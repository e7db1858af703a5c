use axum::{
    Json, Router,
    extract::{Path, Query, State},
    http::StatusCode,
};
use serde::Deserialize;
use utoipa::ToSchema;

use crate::{
    dto::products::{
        AdjustStockRequest, CreateProductRequest, ProductList, UpdateProductRequest,
    },
    error::{AppError, AppResult},
    models::Product,
    response::{ApiResponse, Meta},
    state::AppState,
};

#[derive(Debug, Deserialize, ToSchema)]
pub struct ListQuery {
    pub limit: Option<usize>,
}

pub fn router() -> Router<AppState> {
    Router::new()
        .route(
            "/",
            axum::routing::get(list_products).post(create_product),
        )
        .route(
            "/{id}",
            axum::routing::get(get_product)
                .put(update_product)
                .delete(delete_product),
        )
        .route("/{id}/stock", axum::routing::put(adjust_stock))
}

#[utoipa::path(
    get,
    path = "/api/products",
    params(
        ("limit" = Option<usize>, Query, description = "Truncate the listing to the first N products"),
    ),
    responses(
        (status = 200, description = "List products", body = ApiResponse<ProductList>)
    ),
    tag = "Products"
)]
pub async fn list_products(
    State(state): State<AppState>,
    Query(query): Query<ListQuery>,
) -> AppResult<Json<ApiResponse<ProductList>>> {
    let mut items = state.products.list().await?;
    let total = items.len() as i64;
    if let Some(limit) = query.limit {
        items.truncate(limit);
    }
    Ok(Json(ApiResponse::success(
        "Products",
        ProductList { items },
        Some(Meta::total(total)),
    )))
}

#[utoipa::path(
    get,
    path = "/api/products/{id}",
    params(
        ("id" = u64, Path, description = "Product ID")
    ),
    responses(
        (status = 200, description = "Get product", body = ApiResponse<Product>),
        (status = 404, description = "Product not found"),
    ),
    tag = "Products"
)]
pub async fn get_product(
    Path(id): Path<u64>,
    State(state): State<AppState>,
) -> AppResult<Json<ApiResponse<Product>>> {
    let product = state
        .products
        .get_by_id(id)
        .await?
        .ok_or(AppError::NotFound("product"))?;
    Ok(Json(ApiResponse::success("Product", product, None)))
}

#[utoipa::path(
    post,
    path = "/api/products",
    request_body = CreateProductRequest,
    responses(
        (status = 201, description = "Create product", body = ApiResponse<Product>),
        (status = 400, description = "Missing or invalid fields"),
        (status = 409, description = "Duplicate product code"),
    ),
    tag = "Products"
)]
pub async fn create_product(
    State(state): State<AppState>,
    Json(payload): Json<CreateProductRequest>,
) -> AppResult<(StatusCode, Json<ApiResponse<Product>>)> {
    let product = state.products.add(payload).await?;
    Ok((
        StatusCode::CREATED,
        Json(ApiResponse::success(
            "Product created",
            product,
            Some(Meta::empty()),
        )),
    ))
}

#[utoipa::path(
    put,
    path = "/api/products/{id}",
    params(
        ("id" = u64, Path, description = "Product ID")
    ),
    request_body = UpdateProductRequest,
    responses(
        (status = 200, description = "Updated product", body = ApiResponse<Product>),
        (status = 404, description = "Product not found"),
    ),
    tag = "Products"
)]
pub async fn update_product(
    State(state): State<AppState>,
    Path(id): Path<u64>,
    Json(payload): Json<UpdateProductRequest>,
) -> AppResult<Json<ApiResponse<Product>>> {
    let product = state.products.update(id, payload).await?;
    Ok(Json(ApiResponse::success(
        "Updated",
        product,
        Some(Meta::empty()),
    )))
}

#[utoipa::path(
    delete,
    path = "/api/products/{id}",
    params(
        ("id" = u64, Path, description = "Product ID")
    ),
    responses(
        (status = 200, description = "Deleted product")
    ),
    tag = "Products"
)]
pub async fn delete_product(
    State(state): State<AppState>,
    Path(id): Path<u64>,
) -> AppResult<Json<ApiResponse<serde_json::Value>>> {
    state.products.delete(id).await?;
    Ok(Json(ApiResponse::success(
        "Deleted",
        serde_json::json!({}),
        Some(Meta::empty()),
    )))
}

#[utoipa::path(
    put,
    path = "/api/products/{id}/stock",
    params(
        ("id" = u64, Path, description = "Product ID")
    ),
    request_body = AdjustStockRequest,
    responses(
        (status = 200, description = "Stock updated", body = ApiResponse<Product>),
        (status = 400, description = "Negative stock"),
        (status = 404, description = "Product not found"),
    ),
    tag = "Products"
)]
pub async fn adjust_stock(
    State(state): State<AppState>,
    Path(id): Path<u64>,
    Json(payload): Json<AdjustStockRequest>,
) -> AppResult<Json<ApiResponse<Product>>> {
    let product = state.products.adjust_stock(id, payload.stock).await?;
    Ok(Json(ApiResponse::success(
        "Stock updated",
        product,
        Some(Meta::empty()),
    )))
}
======
- TASK STATEMENT: Retype the material above exactly as given.

- TASK SOLUTION:
repository e7db1858af703a5c
use axum::{
    Json, Router,
    extract::{Path, Query, State},
    http::StatusCode,
};
use serde::Deserialize;
use utoipa::ToSchema;

use crate::{
    dto::products::{
        AdjustStockRequest, CreateProductRequest, ProductList, UpdateProductRequest,
    },
    error::{AppError, AppResult},
    models::Product,
    response::{ApiResponse, Meta},
    state::AppState,
};

#[derive(Debug, Deserialize, ToSchema)]
pub struct ListQuery {
    pub limit: Option<usize>,
}

pub fn router() -> Router<AppState> {
    Router::new()
        .route(
            "/",
            axum::routing::get(list_products).post(create_product),
        )
        .route(
            "/{id}",
            axum::routing::get(get_product)
                .put(update_product)
                .delete(delete_product),
        )
        .route("/{id}/stock", axum::routing::put(adjust_stock))
}

#[utoipa::path(
    get,
    path = "/api/products",
    params(
        ("limit" = Option<usize>, Query, description = "Truncate the listing to the first N products"),
    ),
    responses(
        (status = 200, description = "List products", body = ApiResponse<ProductList>)
    ),
    tag = "Products"
)]
pub async fn list_products(
    State(state): State<AppState>,
    Query(query): Query<ListQuery>,
) -> AppResult<Json<ApiResponse<ProductList>>> {
    let mut items = state.products.list().await?;
    let total = items.len() as i64;
    if let Some(limit) = query.limit {
        items.truncate(limit);
    }
    Ok(Json(ApiResponse::success(
        "Products",
        ProductList { items },
        Some(Meta::total(total)),
    )))
}

#[utoipa::path(
    get,
    path = "/api/products/{id}",
    params(
        ("id" = u64, Path, description = "Product ID")
    ),
    responses(
        (status = 200, description = "Get product", body = ApiResponse<Product>),
        (status = 404, description = "Product not found"),
    ),
    tag = "Products"
)]
pub async fn get_product(
    Path(id): Path<u64>,
    State(state): State<AppState>,
) -> AppResult<Json<ApiResponse<Product>>> {
    let product = state
        .products
        .get_by_id(id)
        .await?
        .ok_or(AppError::NotFound("product"))?;
    Ok(Json(ApiResponse::success("Product", product, None)))
}

#[utoipa::path(
    post,
    path = "/api/products",
    request_body = CreateProductRequest,
    responses(
        (status = 201, description = "Create product", body = ApiResponse<Product>),
        (status = 400, description = "Missing or invalid fields"),
        (status = 409, description = "Duplicate product code"),
    ),
    tag = "Products"
)]
pub async fn create_product(
    State(state): State<AppState>,
    Json(payload): Json<CreateProductRequest>,
) -> AppResult<(StatusCode, Json<ApiResponse<Product>>)> {
    let product = state.products.add(payload).await?;
    Ok((
        StatusCode::CREATED,
        Json(ApiResponse::success(
            "Product created",
            product,
            Some(Meta::empty()),
        )),
    ))
}

#[utoipa::path(
    put,
    path = "/api/products/{id}",
    params(
        ("id" = u64, Path, description = "Product ID")
    ),
    request_body = UpdateProductRequest,
    responses(
        (status = 200, description = "Updated product", body = ApiResponse<Product>),
        (status = 404, description = "Product not found"),
    ),
    tag = "Products"
)]
pub async fn update_product(
    State(state): State<AppState>,
    Path(id): Path<u64>,
    Json(payload): Json<UpdateProductRequest>,
) -> AppResult<Json<ApiResponse<Product>>> {
    let product = state.products.update(id, payload).await?;
    Ok(Json(ApiResponse::success(
        "Updated",
        product,
        Some(Meta::empty()),
    )))
}

#[utoipa::path(
    delete,
    path = "/api/products/{id}",
    params(
        ("id" = u64, Path, description = "Product ID")
    ),
    responses(
        (status = 200, description = "Deleted product")
    ),
    tag = "Products"
)]
pub async fn delete_product(
    State(state): State<AppState>,
    Path(id): Path<u64>,
) -> AppResult<Json<ApiResponse<serde_json::Value>>> {
    state.products.delete(id).await?;
    Ok(Json(ApiResponse::success(
        "Deleted",
        serde_json::json!({}),
        Some(Meta::empty()),
    )))
}

#[utoipa::path(
    put,
    path = "/api/products/{id}/stock",
    params(
        ("id" = u64, Path, description = "Product ID")
    ),
    request_body = AdjustStockRequest,
    responses(
        (status = 200, description = "Stock updated", body = ApiResponse<Product>),
        (status = 400, description = "Negative stock"),
        (status = 404, description = "Product not found"),
    ),
    tag = "Products"
)]
pub async fn adjust_stock(
    State(state): State<AppState>,
    Path(id): Path<u64>,
    Json(payload): Json<AdjustStockRequest>,
) -> AppResult<Json<ApiResponse<Product>>> {
    let product = state.products.adjust_stock(id, payload.stock).await?;
    Ok(Json(ApiResponse::success(
        "Stock updated",
        product,
        Some(Meta::empty()),
    )))
}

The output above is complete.